Friday, February 8, 2008 , Posted by ashwin at 12:52 PM

Faced with shortcomings in the existing biometric systems in identifying criminals, researchers at IIT-Kanpur have developed a new system which can record multiple traits of people, giving an almost 100 pc matching score.

Experts claim that this system will help the sleuths nab criminals with accuracy and speed and is likely to overcome the flaws of the current biometric system being used by intelligence and security agencies in the country.

The new system can simultaneously integrate five traits -- face, fingerprint, iris (eye), ear and signature -- and the IIT-K has already tested the system on a sample of 1831 individuals.

The results have shown a success rate of 99.24 percent, an expert at the IIT-K's Computer Science and Engineering Department said.

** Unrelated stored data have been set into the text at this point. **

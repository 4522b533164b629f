//! Builder for synthetic SIGMET raw volumes.
//!
//! Produces byte-exact record-structured files: a product header record,
//! an ingest header record, then one or more data records per sweep with a
//! 12-byte block header at the start of every record. Rays are encoded with
//! the run-length control words from explicit segments, so tests control
//! exactly where runs fall relative to record boundaries.

/// Size of every record.
pub const RECORD_SIZE: usize = 6144;

/// Data type codes used in ingest data headers.
pub const TOTAL_POWER: i16 = 1;
pub const REFLECTIVITY: i16 = 2;
pub const VELOCITY: i16 = 3;
pub const WIDTH: i16 = 4;
pub const DIFFERENTIAL_REFLECTIVITY: i16 = 5;

/// Convert degrees to a 16-bit binary angle.
pub fn binary_angle(degrees: f32) -> i16 {
    let counts = (degrees as f64 / 360.0 * 65536.0).round() as i64;
    (counts & 0xffff) as u16 as i16
}

/// Convert degrees to a signed 32-bit binary angle.
pub fn binary_angle32(degrees: f64) -> i32 {
    (degrees / 360.0 * 4_294_967_296.0).round() as i64 as i32
}

/// One run of a compressed ray.
#[derive(Debug, Clone, PartialEq)]
pub enum Segment {
    /// Literal sample bytes (even length)
    Literal(Vec<u8>),
    /// Zero run of this many words (two samples each)
    Zeros(u16),
    /// Stop code ending the ray early
    Stop,
}

/// A ray to encode.
#[derive(Debug, Clone, PartialEq)]
pub struct TestRay {
    pub begin_azimuth: i16,
    pub begin_elevation: i16,
    pub end_azimuth: i16,
    pub end_elevation: i16,
    pub time: i16,
    /// Declared bins; computed from the segments when `None`
    pub bins: Option<i16>,
    /// Literal bytes carried by the prefix word after the ray header
    pub inline: Vec<u8>,
    pub segments: Vec<Segment>,
    /// Word written after a complete ray
    pub terminator: i16,
}

impl TestRay {
    /// Ray between two azimuths at a fixed elevation.
    pub fn new(begin_azimuth: f32, end_azimuth: f32, elevation: f32, time: i16) -> Self {
        Self {
            begin_azimuth: binary_angle(begin_azimuth),
            begin_elevation: binary_angle(elevation),
            end_azimuth: binary_angle(end_azimuth),
            end_elevation: binary_angle(elevation),
            time,
            bins: None,
            inline: Vec::new(),
            segments: Vec::new(),
            terminator: 1,
        }
    }

    /// Literal bytes stored right after the ray header.
    pub fn inline(mut self, bytes: &[u8]) -> Self {
        assert!(bytes.len() % 2 == 0, "inline data must be whole words");
        self.inline = bytes.to_vec();
        self
    }

    pub fn literal(mut self, bytes: &[u8]) -> Self {
        assert!(bytes.len() % 2 == 0, "literal runs must be whole words");
        self.segments.push(Segment::Literal(bytes.to_vec()));
        self
    }

    pub fn zeros(mut self, words: u16) -> Self {
        self.segments.push(Segment::Zeros(words));
        self
    }

    pub fn stop(mut self) -> Self {
        self.segments.push(Segment::Stop);
        self
    }

    pub fn bins(mut self, bins: i16) -> Self {
        self.bins = Some(bins);
        self
    }

    pub fn terminator(mut self, word: i16) -> Self {
        self.terminator = word;
        self
    }

    /// Samples encoded by the inline data and segments.
    pub fn encoded_samples(&self) -> usize {
        self.inline.len()
            + self
                .segments
                .iter()
                .map(|s| match s {
                    Segment::Literal(bytes) => bytes.len(),
                    Segment::Zeros(words) => *words as usize * 2,
                    Segment::Stop => 0,
                })
                .sum::<usize>()
    }

    /// Expected raw samples after decoding, `bins` long.
    pub fn expected_samples(&self) -> Vec<u8> {
        let bins = self.declared_bins().max(0) as usize;
        let bins = bins + bins % 2;
        let mut samples = self.inline.clone();
        for segment in &self.segments {
            match segment {
                Segment::Literal(bytes) => samples.extend_from_slice(bytes),
                Segment::Zeros(words) => samples.resize(samples.len() + *words as usize * 2, 0),
                Segment::Stop => break,
            }
        }
        samples.resize(bins, 0);
        samples
    }

    fn declared_bins(&self) -> i16 {
        self.bins.unwrap_or(self.encoded_samples() as i16)
    }

    fn ends_early(&self) -> bool {
        self.segments.contains(&Segment::Stop)
    }

    /// Control-word stream for this ray.
    pub fn encode(&self) -> Vec<u8> {
        let mut out = Vec::new();
        let prefix_words = 6 + self.inline.len() / 2;
        push_word(&mut out, (0x8000 | prefix_words as u16) as i16);
        for field in [
            self.begin_azimuth,
            self.begin_elevation,
            self.end_azimuth,
            self.end_elevation,
            self.declared_bins(),
            self.time,
        ] {
            push_word(&mut out, field);
        }
        out.extend_from_slice(&self.inline);

        for segment in &self.segments {
            match segment {
                Segment::Literal(bytes) => {
                    push_word(&mut out, (0x8000 | (bytes.len() / 2) as u16) as i16);
                    out.extend_from_slice(bytes);
                }
                Segment::Zeros(words) => push_word(&mut out, *words as i16),
                Segment::Stop => push_word(&mut out, 1),
            }
        }
        if !self.ends_early() {
            push_word(&mut out, self.terminator);
        }
        out
    }
}

/// A ray slot in a sweep.
#[derive(Debug, Clone, PartialEq)]
pub enum RaySlot {
    Ray(TestRay),
    /// Slot holding only a stop code
    Empty,
}

impl From<TestRay> for RaySlot {
    fn from(ray: TestRay) -> Self {
        RaySlot::Ray(ray)
    }
}

/// A sweep to encode. Slots cycle through the volume's data types.
#[derive(Debug, Clone, PartialEq)]
pub struct TestSweep {
    pub base_time: i32,
    pub year: i16,
    pub month: i16,
    pub day: i16,
    /// Fixed angle in degrees
    pub angle: f32,
    pub slots: Vec<RaySlot>,
}

impl TestSweep {
    pub fn new(base_time: i32, angle: f32) -> Self {
        Self {
            base_time,
            year: 2008,
            month: 7,
            day: 15,
            angle,
            slots: Vec::new(),
        }
    }

    pub fn date(mut self, year: i16, month: i16, day: i16) -> Self {
        self.year = year;
        self.month = month;
        self.day = day;
        self
    }

    pub fn ray(mut self, slot: impl Into<RaySlot>) -> Self {
        self.slots.push(slot.into());
        self
    }

    pub fn empty_slot(mut self) -> Self {
        self.slots.push(RaySlot::Empty);
        self
    }
}

/// Builder for a complete raw volume.
#[derive(Debug, Clone)]
pub struct SigmetFileBuilder {
    pub format_id: i16,
    pub prf: i32,
    pub wavelength: i32,
    pub station_name: String,
    pub station_name_setup: String,
    pub latitude: f64,
    pub longitude: f64,
    pub ground_height: i16,
    pub radar_height: i16,
    pub rays_per_sweep: i16,
    pub radar_altitude_cm: i32,
    pub data_types: Vec<i16>,
    pub multiprf: i16,
    pub range_first_cm: i32,
    pub range_last_cm: i32,
    pub bins: i16,
    pub bin_step_cm: i32,
    /// Declared sweep count; the number of sweeps added when `None`
    pub number_sweeps: Option<i16>,
    pub sweeps: Vec<TestSweep>,
}

impl Default for SigmetFileBuilder {
    fn default() -> Self {
        Self::new()
    }
}

impl SigmetFileBuilder {
    /// Single-reflectivity volume with PRF 1000 Hz and a 5.35 cm wavelength.
    pub fn new() -> Self {
        Self {
            format_id: 15,
            prf: 1000,
            wavelength: 535,
            station_name: "TESTRADAR".to_string(),
            station_name_setup: "TESTRADAR-SETUP".to_string(),
            latitude: 45.0,
            longitude: -90.0,
            ground_height: 200,
            radar_height: 20,
            rays_per_sweep: 360,
            radar_altitude_cm: 22_000,
            data_types: vec![REFLECTIVITY],
            multiprf: 0,
            range_first_cm: 100_000,
            range_last_cm: 100_000 + 25_000 * 9,
            bins: 10,
            bin_step_cm: 25_000,
            number_sweeps: None,
            sweeps: Vec::new(),
        }
    }

    pub fn with_data_types(mut self, data_types: &[i16]) -> Self {
        self.data_types = data_types.to_vec();
        self
    }

    pub fn with_prf(mut self, prf: i32, wavelength: i32) -> Self {
        self.prf = prf;
        self.wavelength = wavelength;
        self
    }

    pub fn with_multiprf(mut self, multiprf: i16) -> Self {
        self.multiprf = multiprf;
        self
    }

    pub fn with_format_id(mut self, format_id: i16) -> Self {
        self.format_id = format_id;
        self
    }

    pub fn with_station(mut self, name: &str, latitude: f64, longitude: f64) -> Self {
        self.station_name = name.to_string();
        self.latitude = latitude;
        self.longitude = longitude;
        self
    }

    /// Gate geometry: first and last range in cm and the bin count.
    pub fn with_gates(mut self, range_first_cm: i32, range_last_cm: i32, bins: i16) -> Self {
        self.range_first_cm = range_first_cm;
        self.range_last_cm = range_last_cm;
        self.bins = bins;
        self
    }

    pub fn with_number_sweeps(mut self, number_sweeps: i16) -> Self {
        self.number_sweeps = Some(number_sweeps);
        self
    }

    pub fn with_sweep(mut self, sweep: TestSweep) -> Self {
        self.sweeps.push(sweep);
        self
    }

    fn data_mask(&self) -> i32 {
        self.data_types.iter().fold(0, |mask, &code| mask | (1 << code))
    }

    /// Encode the volume.
    pub fn build(&self) -> Vec<u8> {
        let mut buf = vec![0u8; 2 * RECORD_SIZE];
        self.write_headers(&mut buf);

        for (index, sweep) in self.sweeps.iter().enumerate() {
            let mut writer = RecordWriter::new(&mut buf, index as i16 + 1);
            for (i, &code) in self.data_types.iter().enumerate() {
                writer.write(&self.ingest_data_header(sweep, index as i16 + 1, i, code));
            }
            for slot in &sweep.slots {
                match slot {
                    RaySlot::Ray(ray) => writer.write(&ray.encode()),
                    RaySlot::Empty => writer.write(&1i16.to_le_bytes()),
                }
            }
            writer.pad_record();
        }
        buf
    }

    fn write_headers(&self, buf: &mut [u8]) {
        put_i16(buf, 24, self.format_id);
        put_i32(buf, 452, self.prf);
        put_i32(buf, 480, self.wavelength);

        put_str(buf, 6288, &self.station_name);
        put_str(buf, 6306, &self.station_name_setup);
        put_i32(buf, 6324, binary_angle32(self.latitude));
        put_i32(buf, 6328, binary_angle32(self.longitude));
        put_i16(buf, 6332, self.ground_height);
        put_i16(buf, 6334, self.radar_height);
        put_i16(buf, 6340, self.rays_per_sweep);
        put_i32(buf, 6344, self.radar_altitude_cm);
        put_i32(buf, 6772, self.data_mask());
        put_i16(buf, 6912, self.multiprf);
        put_i32(buf, 7408, self.range_first_cm);
        put_i32(buf, 7412, self.range_last_cm);
        put_i16(buf, 7418, self.bins);
        put_i32(buf, 7424, self.bin_step_cm);
        put_i16(
            buf,
            7574,
            self.number_sweeps.unwrap_or(self.sweeps.len() as i16),
        );
    }

    fn ingest_data_header(
        &self,
        sweep: &TestSweep,
        number: i16,
        index: usize,
        code: i16,
    ) -> Vec<u8> {
        let nparams = self.data_types.len();
        let actual = sweep
            .slots
            .iter()
            .enumerate()
            .filter(|(slot, _)| slot % nparams == index)
            .count();

        let mut header = vec![0u8; 76];
        put_i32(&mut header, 12, sweep.base_time);
        put_i16(&mut header, 18, sweep.year);
        put_i16(&mut header, 20, sweep.month);
        put_i16(&mut header, 22, sweep.day);
        put_i16(&mut header, 24, number);
        put_i16(&mut header, 26, sweep.slots.len().div_ceil(nparams) as i16);
        put_i16(&mut header, 28, 0);
        put_i16(&mut header, 32, actual as i16);
        put_i16(&mut header, 34, binary_angle(sweep.angle));
        put_i16(&mut header, 36, self.bins);
        put_i16(&mut header, 38, code);
        header
    }
}

/// Appends bytes, starting every record with a block header.
struct RecordWriter<'a> {
    buf: &'a mut Vec<u8>,
    sweep: i16,
}

impl<'a> RecordWriter<'a> {
    fn new(buf: &'a mut Vec<u8>, sweep: i16) -> Self {
        Self { buf, sweep }
    }

    fn write(&mut self, bytes: &[u8]) {
        for &byte in bytes {
            if self.buf.len() % RECORD_SIZE == 0 {
                let record = (self.buf.len() / RECORD_SIZE) as i16;
                for word in [record, self.sweep, 0, 0, 0, 0] {
                    push_word(self.buf, word);
                }
            }
            self.buf.push(byte);
        }
    }

    fn pad_record(&mut self) {
        let rem = self.buf.len() % RECORD_SIZE;
        if rem != 0 {
            self.buf.resize(self.buf.len() + RECORD_SIZE - rem, 0);
        }
    }
}

fn push_word(out: &mut Vec<u8>, word: i16) {
    out.extend_from_slice(&word.to_le_bytes());
}

fn put_i16(buf: &mut [u8], pos: usize, value: i16) {
    buf[pos..pos + 2].copy_from_slice(&value.to_le_bytes());
}

fn put_i32(buf: &mut [u8], pos: usize, value: i32) {
    buf[pos..pos + 4].copy_from_slice(&value.to_le_bytes());
}

fn put_str(buf: &mut [u8], pos: usize, value: &str) {
    let bytes = value.as_bytes();
    let len = bytes.len().min(16);
    buf[pos..pos + len].copy_from_slice(&bytes[..len]);
}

"The multi-modal biometric system uses multiple traits to capture different types of biometrics and fuses them in order to meet stringent performance requirements," he said.

The project sponsored by the Union Ministry of Communication and Information Technology is tipped to be used soon by the Centre for creating a database of criminals, the official said.

"A group of 20 officials from police, CBI, Forensic department and National Crime Records Bureau are undergoing training for operating the system," he said.

The system is likely to reduce the time for matching criminal records manifold as it uses various traits for identity verification.

"Uni-modal biometrics system suffers from an overhead of large number of comparisons with other existing records in the database. As database size increases, the data retrieval and search time increases," the official said.

The multi-modal system is able to meet strict performance requirements imposed by high security applications such as accessing a nuclear facility, he said.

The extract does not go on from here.